Muitos que passaram a fazer parte do precariado não conheceriam seu empregador ou saberiam quantos companheiros empregados tinham ou provavelmente teriam no futuro. Eles também não eram a “classe média”, uma vez que não tinham um salário estável ou previsível ou o status e os benefícios que as pessoas da classe média deveriam possuir.
Conforme a década de 1990 avançou, mais e mais pessoas, não apenas nos países em desenvolvimento, encontravam-se em uma posição que os economistas do desenvolvimento e os antropólogos chamaram de “informal”. Provavelmente elas não considerariam esse termo uma forma útil de descreverem a si próprias, muito menos uma forma de fazê-las ver nos outros uma maneira comum de viver e trabalhar. Sendo assim, elas não eram classe trabalhadora, nem classe média, nem “informal”. O que eram elas? Um lampejo de reconhecimento teria ocorrido ao serem definidas como tendo uma existência precária. Amigos, parentes e colegas também estariam numa condição temporária de algum tipo, sem garantia de que estariam fazendo dali a alguns anos, ou ainda meses ou semanas, o que faziam naquele momento. Muitas vezes eles nem sequer desejavam ou tentavam fazê-lo dessa maneira. (STANDING, Guy. O precariado: a nova classe perigosa. 1. ed. Tradução de Cristina Antunes. Belo Horizonte: Autêntica, 2017. (Coleção Invenções democráticas, volume IV) )

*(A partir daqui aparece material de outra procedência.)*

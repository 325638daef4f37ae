// SPDX-FileCopyrightText: 2026 Proplink Contributors
// SPDX-License-Identifier: MIT OR Apache-2.0

//! Transport reliability layer for the Proplink conversation engine.
//!
//! Owns the session lifecycle (pairing, reconnect-with-backoff, logout), the
//! outbound delivery service with its bounded retry policy, and the inbound
//! intake that filters raw transport frames before they reach the
//! conversation engine.

pub mod delivery;
pub mod intake;
pub mod qr;
pub mod registry;
pub mod retry;

pub use delivery::DeliveryService;
pub use intake::{IntakePump, should_process};
pub use registry::{SessionHandle, SessionRegistry};
pub use retry::RetryPolicy;
// SPDX-FileCopyrightText: 2026 Proplink Contributors
// SPDX-License-Identifier: MIT OR Apache-2.0

//! The conversation engine: loads a sender's state, dispatches to the
//! handler for it, and persists the new state and context atomically.
//!
//! Turns for one sender are fully serialized: the per-phone lock makes a
//! handler complete its load-decide-persist cycle before the next message
//! from that sender is processed.
//!
//! The intent classifier is consulted as a signal only. State-mutating
//! actions (create, attach, close) always go through an explicit
//! confirmation round-trip when ambiguity exists, whatever confidence the
//! classifier reports.

use std::collections::HashMap;
use std::sync::Arc;

use async_trait::async_trait;
use tokio::sync::Mutex;
use tracing::{debug, error, warn};

use proplink_config::model::{ClassifierConfig, EngineConfig};
use proplink_core::types::{
    Attachment, IncidentSummary, MessageIntent, NewIncident, RawInbound, StoredConversation,
    reference_number,
};
use proplink_core::{
    InboundHandler, IncidentService, IntentClassifier, OtpService, PropertyCodes, ProplinkError,
    SessionId, Storage, TenantDirectory,
};

use crate::parse;
use crate::replies;
use crate::state::{ConversationState, ResolvedProperty};

/// What one processed turn produced.
#[derive(Debug, Clone)]
pub struct TurnOutcome {
    pub reply: String,
    pub incident_created: bool,
    pub incident_id: Option<String>,
    pub reference_number: Option<String>,
}

fn outcome(reply: String) -> TurnOutcome {
    TurnOutcome {
        reply,
        incident_created: false,
        incident_id: None,
        reference_number: None,
    }
}

fn now_iso() -> String {
    chrono::Utc::now().format("%Y-%m-%dT%H:%M:%S%.3fZ").to_string()
}

/// Short preview of a message for confirmation prompts.
fn preview(text: &str) -> String {
    let trimmed = text.trim();
    if trimmed.chars().count() <= 60 {
        trimmed.to_string()
    } else {
        let cut: String = trimmed.chars().take(57).collect();
        format!("{cut}...")
    }
}

/// External collaborators and the storage backend the engine works against.
pub struct EngineDeps {
    pub storage: Arc<dyn Storage>,
    pub tenants: Arc<dyn TenantDirectory>,
    pub codes: Arc<dyn PropertyCodes>,
    pub otp: Arc<dyn OtpService>,
    pub incidents: Arc<dyn IncidentService>,
    pub classifier: Arc<dyn IntentClassifier>,
}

A PERSISTÊNCIA DA DESIGUALDADE
Assim, persiste até o presente momento a crítica ao abuso do poder político e econômico e, consequentemente, a manutenção dos privilégios das elites brasileiras. Na cultura popular brasileira se percebe elementos significativos desta insatisfação, por vezes nos sambas-enredo das Escolas de Samba, como no desfilhe da Escola Paraíso do Tuiuti no grupo especial do Rio de Janeiro em 2018:
Ê, calunga, ê! Ê, calunga! / Preto velho me contou / Onde mora a Senhora Liberdade / Não tem ferro nem feitor / Amparo do Rosário ao negro Benedito / Um grito feito pele do tambor / Deu no noticiário, com lágrimas escrito / Um rito, uma luta, um homem de cor / E assim, quando a lei foi assinada / Uma lua atordoada assistiu fogos no céu / Áurea feito o ouro da bandeira / Fui rezar na cachoeira contra a bondade cruel / Meu Deus! Meu Deus! Se eu chorar, não leve a mal / Pela luz do candeeiro / Liberte o cativeiro social [...] (LUZ, Moacyr; RUSSO, Claudio; MOTTA, Zezé. Meu Deus, meu Deus, está extinta a escravidão? Rio de Janeiro: Grêmio Recreativo Escola de Samba Paraíso do Tuiuti, 2017. (Samba-enredo do desfile do grupo especial do carnaval da cidade do Rio de Janeiro no ano de 2018))
O DESAFIO DE THE KNIGHT
Tendo em vista a constante reação popular ao abuso do poder político e econômico, que perpassa a história do ocidente, de La Boétie no Estado Absolutista ao Brasil contemporâneo, pede-se:
Com apoio neste material de leitura, faça uma redação sobre a formação do direito moderno e a luta social pela garantia das liberdades e da dignidade da pessoa humana, levando em consideração os contextos político-econômico-sociais retratados.